# [Task goal]
Please return every line from the entries that has the string "lines" in it.

━━━━━ Data shown

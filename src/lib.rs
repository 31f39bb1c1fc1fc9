pub mod capacity;
pub mod config;
pub mod device;
pub mod escalation;
pub mod exit_code;
pub mod inventory;
pub mod job;
pub mod logging;
pub mod logo;
pub mod progress;
pub mod session;
pub mod session_log;
pub mod task;
pub mod tool;
mod ui;

#[inline(always)]
pub fn main() {
    ui::main::main()
}
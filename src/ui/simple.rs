//! Line-oriented progress display. Draws an indicatif bar when stderr is a
//! terminal, and plain status lines otherwise.

use std::{io, time::Duration};

use indicatif::{ProgressBar, ProgressDrawTarget, ProgressStyle};
use is_terminal::IsTerminal;
use tokio::time::{interval, MissedTickBehavior};
use tracing::debug;

use crate::{
    exit_code::ToolExit,
    job::{Tick, WriteJob},
    progress::Progress,
};

const BAR_LENGTH: u64 = 1000;

/// Poll `job` every `period` until it completes, showing what it does.
#[tracing::instrument(skip_all)]
pub async fn run_write_ui(job: &mut WriteJob, period: Duration) -> anyhow::Result<ToolExit> {
    let interactive = io::stderr().is_terminal();
    let bar = ProgressBar::with_draw_target(
        Some(BAR_LENGTH),
        if interactive {
            ProgressDrawTarget::stderr()
        } else {
            ProgressDrawTarget::hidden()
        },
    )
    .with_style(ProgressStyle::with_template(
        "[{elapsed_precise}] {spinner:.green} {wide_bar:.green/black} {percent:>3}% {msg}",
    )?);

    let mut ticker = interval(period);
    ticker.set_missed_tick_behavior(MissedTickBehavior::Delay);
    let mut last_message = None;

    loop {
        ticker.tick().await;
        let Some(Tick { sample, completion }) = job.tick() else {
            anyhow::bail!("No write is running");
        };

        if let Some(sample) = sample {
            if last_message != Some(sample.message) {
                if !interactive {
                    eprintln!("{}", sample.message);
                }
                last_message = Some(sample.message);
            }
            bar.set_message(sample.message);
            match sample.progress {
                Progress::Fraction(f) => bar.set_position((f * BAR_LENGTH as f64) as u64),
                Progress::Pulse => bar.tick(),
                Progress::Unchanged => {}
            }
        }

        if let Some(exit) = completion {
            debug!(%exit, "Write completed");
            if exit.is_error() {
                bar.abandon_with_message(exit.to_string());
            } else {
                bar.set_position(BAR_LENGTH);
                bar.finish_with_message(exit.to_string());
            }
            return Ok(exit);
        }
    }
}
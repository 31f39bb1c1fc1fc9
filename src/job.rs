//! A write operation in flight: the task running the tool, the log it
//! writes to, and what we have inferred from that log so far.

use tracing::{debug, info, warn};

use crate::{
    escalation::Command,
    exit_code::ToolExit,
    progress::{self, ProgressSample, ProgressState},
    session_log::SessionLog,
    task::{TaskError, TaskPoll, TaskRunner, TaskSlot, TaskState},
};

/// What one tick of the timer found out.
#[derive(Debug, Clone, PartialEq)]
pub struct Tick {
    pub sample: Option<ProgressSample>,
    /// Set exactly once, on the tick that observed the task complete.
    pub completion: Option<ToolExit>,
}

/// Evaluate a log tail against the state of the task that writes to it.
pub fn evaluate(lines: &[String], task: &TaskState, required: u64) -> Tick {
    let sample = progress::scan(lines, required);
    let completion = match task {
        TaskState::Completed(last) => Some(ToolExit::from_status(
            last.as_ref().and_then(|r| r.exit_code()),
        )),
        TaskState::Pending | TaskState::Running => None,
    };
    Tick { sample, completion }
}

#[derive(Debug, Clone, PartialEq)]
pub enum JobState {
    Idle,
    Running { required: u64 },
    Finished { exit: ToolExit },
}

/// The slot write operations run in. At most one write runs at a time.
#[derive(Debug)]
pub struct WriteJob {
    slot: TaskSlot,
    log: SessionLog,
    tail_len: usize,
    state: JobState,
    progress: ProgressState,
}

impl WriteJob {
    pub fn new(log: SessionLog, tail_len: usize) -> Self {
        Self {
            slot: TaskSlot::new(),
            log,
            tail_len,
            state: JobState::Idle,
            progress: ProgressState::default(),
        }
    }

    pub fn state(&self) -> &JobState {
        &self.state
    }

    pub fn progress(&self) -> &ProgressState {
        &self.progress
    }

    pub fn log(&self) -> &SessionLog {
        &self.log
    }

    pub fn is_running(&self) -> bool {
        matches!(self.state, JobState::Running { .. })
    }

    /// Restart the shared log and run `command` in the background.
    ///
    /// `required` is the byte total of the transfer, used to turn byte
    /// counts in the log into fractions.
    #[tracing::instrument(skip(self, runner, command), fields(command = %command))]
    pub fn start(
        &mut self,
        runner: &mut TaskRunner,
        command: Command<'static>,
        required: u64,
    ) -> Result<(), TaskError> {
        // Checked before touching the log, which must not be cleared under a
        // running tool.
        if let Some(id) = self.slot.current_id() {
            return Err(TaskError::AlreadyRunning(id));
        }

        if let Err(e) = self.log.start_session() {
            warn!(path = ?self.log.path(), "Could not restart log: {e}");
        } else if let Err(e) = self.log.write(&command.to_string()) {
            warn!(path = ?self.log.path(), "Could not log command: {e}");
        }

        let id = self.slot.start(runner, vec![command], false)?;
        info!(id, required, grammar = progress::GRAMMAR_VERSION, "Write started");
        self.state = JobState::Running { required };
        self.progress = ProgressState::default();
        Ok(())
    }

    /// Look at the log and the task once. Returns `None` when no write is
    /// running, so polling stops as soon as the task completes.
    pub fn tick(&mut self) -> Option<Tick> {
        let JobState::Running { required } = self.state else {
            return None;
        };

        let task = match self.slot.poll() {
            Some(TaskPoll::Running(_)) => TaskState::Running,
            Some(TaskPoll::Completed { last, .. }) => TaskState::Completed(last),
            None => self.slot.state(),
        };

        let lines = self.log.tail(self.tail_len);
        let tick = evaluate(&lines, &task, required);

        if let Some(sample) = tick.sample {
            self.progress.apply(sample);
        }
        if let Some(exit) = tick.completion {
            info!(%exit, code = exit.code(), "Write finished");
            self.state = JobState::Finished { exit };
        } else {
            debug!(progress = ?self.progress, "Write in progress");
        }

        Some(tick)
    }
}
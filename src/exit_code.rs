use std::fmt::Display;

use serde::{Deserialize, Serialize};

/// The exit code the writer tool uses when it was interrupted by the user.
pub const INTERRUPTED_EXIT_CODE: i32 = 255;

/// How a run of the writer tool ended, according to its exit code.
#[derive(Debug, Clone, Copy, PartialEq, Eq, Hash, Serialize, Deserialize)]
pub enum ToolExit {
    Success,
    WrongArguments,
    DeviceNotFound,
    DeviceNotDetachable,
    DeviceNoPartition,
    MountFailed,
    IsoPathNotFound,
    IsoTooLargeForFilesystem,
    InsufficientSpace,
    DistributionUndetermined,
    TargetIsoNotFound,
    HashMismatch,
    CopyFailed,
    DeviceBusy,
    /// The run was cancelled. This is not reported as a failure.
    Interrupted,
    UnknownError(i32),
}

impl ToolExit {
    /// Classify an exit code. Every integer maps to exactly one variant.
    pub fn classify(code: i32) -> Self {
        match code {
            0 => Self::Success,
            1 => Self::WrongArguments,
            2 => Self::DeviceNotFound,
            3 => Self::DeviceNotDetachable,
            4 => Self::DeviceNoPartition,
            5 => Self::MountFailed,
            6 => Self::IsoPathNotFound,
            7 => Self::IsoTooLargeForFilesystem,
            8 => Self::InsufficientSpace,
            9 => Self::DistributionUndetermined,
            10 => Self::TargetIsoNotFound,
            11 => Self::HashMismatch,
            12 => Self::CopyFailed,
            13 => Self::DeviceBusy,
            INTERRUPTED_EXIT_CODE => Self::Interrupted,
            other => Self::UnknownError(other),
        }
    }

    /// Classify the final result of a task. A task that finished without
    /// reporting a code (its worker died, or the process was killed by a
    /// signal) is an unknown outcome.
    pub fn from_status(code: Option<i32>) -> Self {
        match code {
            Some(c) => Self::classify(c),
            None => Self::UnknownError(-1),
        }
    }

    pub fn is_error(&self) -> bool {
        !matches!(self, Self::Success | Self::Interrupted)
    }

    /// The exit code this classification was produced from.
    pub fn code(&self) -> i32 {
        match self {
            Self::Success => 0,
            Self::WrongArguments => 1,
            Self::DeviceNotFound => 2,
            Self::DeviceNotDetachable => 3,
            Self::DeviceNoPartition => 4,
            Self::MountFailed => 5,
            Self::IsoPathNotFound => 6,
            Self::IsoTooLargeForFilesystem => 7,
            Self::InsufficientSpace => 8,
            Self::DistributionUndetermined => 9,
            Self::TargetIsoNotFound => 10,
            Self::HashMismatch => 11,
            Self::CopyFailed => 12,
            Self::DeviceBusy => 13,
            Self::Interrupted => INTERRUPTED_EXIT_CODE,
            Self::UnknownError(c) => *c,
        }
    }

    /// The code this program should exit with after the run. Success and
    /// interruption exit cleanly. Unknown outcomes exit with 1 so they can't
    /// wrap around into the interrupted code.
    pub fn process_exit_code(&self) -> i32 {
        match self {
            Self::Success | Self::Interrupted => 0,
            Self::UnknownError(_) => 1,
            known => known.code(),
        }
    }
}

impl Display for ToolExit {
    fn fmt(&self, f: &mut std::fmt::Formatter<'_>) -> std::fmt::Result {
        match self {
            ToolExit::Success | ToolExit::Interrupted => {
                write!(f, "The USB was successfully written.")
            }
            ToolExit::WrongArguments => write!(f, "Wrong arguments were passed."),
            ToolExit::DeviceNotFound => write!(f, "The device was not found."),
            ToolExit::DeviceNotDetachable => write!(f, "The device is not detachable."),
            ToolExit::DeviceNoPartition => write!(f, "The device has no partition."),
            ToolExit::MountFailed => write!(f, "Unable to mount the device."),
            ToolExit::IsoPathNotFound => write!(f, "Given ISO path was not found."),
            ToolExit::IsoTooLargeForFilesystem => write!(
                f,
                "ISO too large for FAT formatted USB (max 4GB).\n\
                 Format the USB to exFAT, NTFS, ext4, etc."
            ),
            ToolExit::InsufficientSpace => {
                write!(f, "There is not enough space available on the device.")
            }
            ToolExit::DistributionUndetermined => write!(
                f,
                "Unable to determine the distribution name.\n\
                 Force a distribution with --force-distro."
            ),
            ToolExit::TargetIsoNotFound => {
                write!(f, "Cannot find the target ISO file. Did you insert the USB?")
            }
            ToolExit::HashMismatch => write!(f, "Hash mismatch."),
            ToolExit::CopyFailed => write!(f, "Copy of ISO failed."),
            ToolExit::DeviceBusy => write!(f, "Device is in use by another application."),
            ToolExit::UnknownError(code) => {
                write!(f, "An unknown error has occurred (exit code {code}).")
            }
        }
    }
}
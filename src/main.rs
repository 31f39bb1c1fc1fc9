fn main() {
    usbcreator::main()
}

━━━━━━━━━━

# [Answer for the task]
//! terminal, and plain status lines otherwise.
pub fn evaluate(lines: &[String], task: &TaskState, required: u64) -> Tick {
    let sample = progress::scan(lines, required);
        let lines = self.log.tail(self.tail_len);
        let tick = evaluate(&lines, &task, required);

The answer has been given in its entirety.